A wave of startups challenging database heavyweights like Snowflake, Databricks, and Datadog is experiencing explosive revenue growth, fueled by the widespread adoption of AI agents. This momentum could trigger a flurry of startup transactions, spanning new funding rounds and mergers and acquisitions.
Earlier this Tuesday, I reported that ClickHouse's annual recurring revenue hit a new high. This company, which offers free open-source software and paid cloud services to help businesses analyze massive datasets, saw its product usage by OpenAI climb significantly this year. OpenAI's move is quite telling: the ChatGPT developer is also a customer of the publicly listed Datadog, a leading observability firm that monitors various activities of both humans and AI agents on computers.
According to sources, ClickHouse's last funding round took place in January at a valuation of $15 billion, and it has already received acquisition inquiries from multiple strategic buyers this year. CEO Aaron Katz told me, "We won't ignore external acquisition interest since we have a responsibility to shareholders, but we have no plans to sell the company. On the contrary, we intend to continue developing independently."
ClickHouse is not the only beneficiary of the massive data demands brought by AI agents. Cribl, which specializes in telemetry technology to help enterprises migrate and store data for monitoring purposes, says its annual recurring revenue is approaching $400 million, a 33% increase since February. "Our enterprise clients are facing explosive data growth, partly driven by the rise of AI and agents, and we're helping them navigate this situation," said Clint Sharp, co-founder and CEO of Cribl.
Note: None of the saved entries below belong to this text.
/// Type kind enumeration.
#[derive(Debug, Clone, PartialEq)]
pub enum TypeKind {
    /// Primitive type.
    Primitive(PrimitiveKind),
    /// Struct with named fields.
    Struct(Vec<FieldDescriptor>),
    /// Sequence (dynamic length).
    Sequence(SequenceDescriptor),
    /// Array (fixed, possibly multi-dimensional).
    Array(ArrayDescriptor),
    /// Enumeration.
    Enum(EnumDescriptor),
    /// Union with discriminator.
    Union(UnionDescriptor),
    /// Typedef of another type.
    Alias(Arc<TypeDescriptor>),
}

/// A complete type descriptor.
#[derive(Debug, Clone, PartialEq)]
pub struct TypeDescriptor {
    /// Type name.
    pub name: String,
    /// Type kind.
    pub kind: TypeKind,
}

impl TypeDescriptor {
    /// Create a new type descriptor.
    pub fn new(name: impl Into<String>, kind: TypeKind) -> Self {
        Self {
            name: name.into(),
            kind,
        }
    }

    /// Create a primitive type descriptor.
    pub fn primitive(name: impl Into<String>, kind: PrimitiveKind) -> Self {
        Self::new(name, TypeKind::Primitive(kind))
    }

    /// Create a struct type descriptor.
    pub fn struct_type(name: impl Into<String>, fields: Vec<FieldDescriptor>) -> Self {
        Self::new(name, TypeKind::Struct(fields))
    }

    /// Create an alias (typedef) of `target`.
    pub fn alias(name: impl Into<String>, target: Arc<TypeDescriptor>) -> Self {
        Self::new(name, TypeKind::Alias(target))
    }

    /// Create an unbounded sequence of `element_type`.
    pub fn sequence(element_type: Arc<TypeDescriptor>) -> Self {
        Self::new(
            format!("sequence<{}>", element_type.name),
            TypeKind::Sequence(SequenceDescriptor::unbounded(element_type)),
        )
    }

    /// Create a bounded sequence of `element_type`.
    pub fn bounded_sequence(element_type: Arc<TypeDescriptor>, max_length: usize) -> Self {
        Self::new(
            format!("sequence<{}, {}>", element_type.name, max_length),
            TypeKind::Sequence(SequenceDescriptor::bounded(element_type, max_length)),
        )
    }

    /// Create an array of `element_type` with the given dimensions.
    pub fn array(element_type: Arc<TypeDescriptor>, dimensions: Vec<usize>) -> Self {
        let dims: String = dimensions.iter().map(|d| format!("[{}]", d)).collect();
        Self::new(
            format!("{}{}", element_type.name, dims),
            TypeKind::Array(ArrayDescriptor::new(element_type, dimensions)),
        )
    }

    /// Follow alias chains down to the underlying type.
    pub fn resolved(&self) -> &TypeDescriptor {
        let mut current = self;
        while let TypeKind::Alias(target) = &current.kind {
            current = target;
        }
        current
    }

    /// Kind tag of this descriptor, without resolving aliases.
    pub fn kind_tag(&self) -> MemberKind {
        match &self.kind {
            TypeKind::Primitive(p) => p.member_kind(),
            TypeKind::Struct(_) => MemberKind::Struct,
            TypeKind::Sequence(_) => MemberKind::Sequence,
            TypeKind::Array(_) => MemberKind::Array,
            TypeKind::Enum(_) => MemberKind::Enum,
            TypeKind::Union(_) => MemberKind::Union,
            TypeKind::Alias(_) => MemberKind::Alias,
        }
    }

    /// Alias-resolved kind tag. Never `Alias`.
    pub fn member_kind(&self) -> MemberKind {
        self.resolved().kind_tag()
    }

    /// Check if this is a primitive type.
    pub fn is_primitive(&self) -> bool {
        matches!(self.resolved().kind, TypeKind::Primitive(_))
    }

    /// Check if this is a struct type.
    pub fn is_struct(&self) -> bool {
        matches!(self.resolved().kind, TypeKind::Struct(_))
    }

    /// Check if this is an array or sequence type.
    pub fn is_collection(&self) -> bool {
        self.member_kind().is_collection()
    }

    /// Get fields if this is a struct.
    pub fn fields(&self) -> Option<&[FieldDescriptor]> {
        match &self.resolved().kind {
            TypeKind::Struct(fields) => Some(fields),
            _ => None,
        }
    }

    /// Get field by name.
    pub fn field(&self, name: &str) -> Option<&FieldDescriptor> {
        self.fields()?.iter().find(|f| f.name == name)
    }

    /// Get field index by name.
    pub fn field_index(&self, name: &str) -> Option<usize> {
        self.fields()?.iter().position(|f| f.name == name)
    }

    /// Element type of an array or sequence.
    pub fn element_type(&self) -> Option<&Arc<TypeDescriptor>> {
        match &self.resolved().kind {
            TypeKind::Array(arr) => Some(&arr.element_type),
            TypeKind::Sequence(seq) => Some(&seq.element_type),
            _ => None,
        }
    }

    /// Get the enum descriptor if this is an enum.
    pub fn enumeration(&self) -> Option<&EnumDescriptor> {
        match &self.resolved().kind {
            TypeKind::Enum(e) => Some(e),
            _ => None,
        }
    }

    /// Get the union descriptor if this is a union.
    pub fn union_desc(&self) -> Option<&UnionDescriptor> {
        match &self.resolved().kind {
            TypeKind::Union(u) => Some(u),
            _ => None,
        }
    }
}

/// Field descriptor for struct members.
#[derive(Debug, Clone, PartialEq)]
pub struct FieldDescriptor {
    /// Field name.
    pub name: String,
    /// Field type.
    pub type_desc: Arc<TypeDescriptor>,
    /// Field ID (for extensible types).
    pub id: Option<u32>,
    /// Is optional (@optional annotation).
    pub optional: bool,
    /// Is part of the key (@key annotation).
    pub key: bool,
}

impl FieldDescriptor {
    /// Create a new field descriptor.
    pub fn new(name: impl Into<String>, type_desc: Arc<TypeDescriptor>) -> Self {
        Self {
            name: name.into(),
            type_desc,
            id: None,
            optional: false,
            key: false,
        }
    }

    /// Set field ID.
    pub fn with_id(mut self, id: u32) -> Self {
        self.id = Some(id);
        self
    }

    /// Mark as optional.
    pub fn optional(mut self) -> Self {
        self.optional = true;
        self
    }

    /// Mark as key member.
    pub fn key(mut self) -> Self {
        self.key = true;
        self
    }
}

/// Sequence type descriptor.
#[derive(Debug, Clone, PartialEq)]
pub struct SequenceDescriptor {
    /// Element type.
    pub element_type: Arc<TypeDescriptor>,
    /// Maximum length (None = unbounded).
    pub max_length: Option<usize>,
}

impl SequenceDescriptor {
    /// Create unbounded sequence.
    pub fn unbounded(element_type: Arc<TypeDescriptor>) -> Self {
        Self {
            element_type,
            max_length: None,
        }
    }

    /// Create bounded sequence.
    pub fn bounded(element_type: Arc<TypeDescriptor>, max_length: usize) -> Self {
        Self {
            element_type,
            max_length: Some(max_length),
        }
    }
}

/// Array type descriptor.
///
/// Elements are stored flat in row-major order.
#[derive(Debug, Clone, PartialEq)]
pub struct ArrayDescriptor {
    /// Element type.
    pub element_type: Arc<TypeDescriptor>,
    /// Size of each dimension.
    pub dimensions: Vec<usize>,
}

impl ArrayDescriptor {
    /// Create array descriptor.
    pub fn new(element_type: Arc<TypeDescriptor>, dimensions: Vec<usize>) -> Self {
        Self {
            element_type,
            dimensions,
        }
    }

    /// Total number of elements, `None` if it does not fit in `usize`.
    pub fn len(&self) -> Option<usize> {
        self.dimensions
            .iter()
            .try_fold(1usize, |acc, &d| acc.checked_mul(d))
    }

    /// True if any dimension is zero.
    pub fn is_empty(&self) -> bool {
        self.len() == Some(0)
    }
}

/// Enumeration type descriptor.
#[derive(Debug, Clone, PartialEq)]
pub struct EnumDescriptor {
    /// Enum variants, in declaration order.
    pub variants: Vec<EnumVariant>,
}

impl EnumDescriptor {
    /// Create enum descriptor.
    pub fn new(variants: Vec<EnumVariant>) -> Self {
        Self { variants }
    }

    /// Get variant by name.
    pub fn variant(&self, name: &str) -> Option<&EnumVariant> {
        self.variants.iter().find(|v| v.name == name)
    }

    /// Get variant by value.
    pub fn variant_by_value(&self, value: i32) -> Option<&EnumVariant> {
        self.variants.iter().find(|v| v.value == value)
    }

    /// Ordinal a fresh sample starts with.
    pub fn default_value(&self) -> i32 {
        self.variants.first().map(|v| v.value).unwrap_or(0)
    }
}

/// Enum variant.
#[derive(Debug, Clone, PartialEq)]
pub struct EnumVariant {
    /// Variant name.
    pub name: String,
    /// Variant value.
    pub value: i32,
}

impl EnumVariant {
    /// Create enum variant.
    pub fn new(name: impl Into<String>, value: i32) -> Self {
        Self {
            name: name.into(),
            value,
        }
    }
}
The eight-year-old company serves clients like Zoom, ServiceNow, and Hilton, helping them route data to lower-cost storage while matching the most efficient monitoring tools. Sharp noted, "The real pain point we solve is that enterprise data continues to grow at a compound rate of 30%, yet IT budgets aren't growing in tandem." Cribl's last venture round was in August 2024 at a valuation of $3.5 billion. Sharp revealed that the company plans to launch an IPO within the next two to three years.
Grafana, a 12-year-old company whose tools let developers visualize the operational status of applications, cloud servers, and AI agents in real time, has also seen accelerating revenue recently. Chief Marketing Officer Scott Fingerhut attributes some of this growth to its own AI assistant, which helps enterprises monitor the operational activities of their applications. Fingerhut noted that half of Grafana's customers used this AI assistant this year to configure system monitoring and debug tools. The company surpassed $400 million in annual recurring revenue last September.
Banking software industry insiders say Grafana is often viewed as a potential acquisition target for large enterprises, with major players eyeing the data monitoring sector likely to make a move. Large corporations are already snapping up startups focused on data monitoring. Publicly listed Elastic, which provides an open-source big data search engine, acquired Deductive AI on Monday for $85 million, a product that helps engineers monitor data and troubleshoot issues. Two weeks ago, Dynatrace spent $915 million to acquire Arize AI, which specializes in tracking the performance of AI models and agents.
Snowflake completed its $1 billion acquisition of Observe in June, betting that customers who have stored data on its platform will need tools to view application performance. Prior to this deal, cybersecurity firm Palo Alto Networks acquired observability startup Chronosphere for $3.35 billion. Investors and bankers predict more acquisitions will follow.
Cybersecurity vendors, tech giants like Google, Amazon, and Microsoft, as well as network equipment makers like Cisco, are all potential buyers of data monitoring startups. Mike Jung, a partner at FoundersCircleCapital, which has invested in Databricks, Vercel, ClickHouse, and Cribl, said, "As AI agents take on more autonomous work, enterprises need visibility into what these agents are actually doing, along with guardrails to intercept failures and security risks before they cause real damage."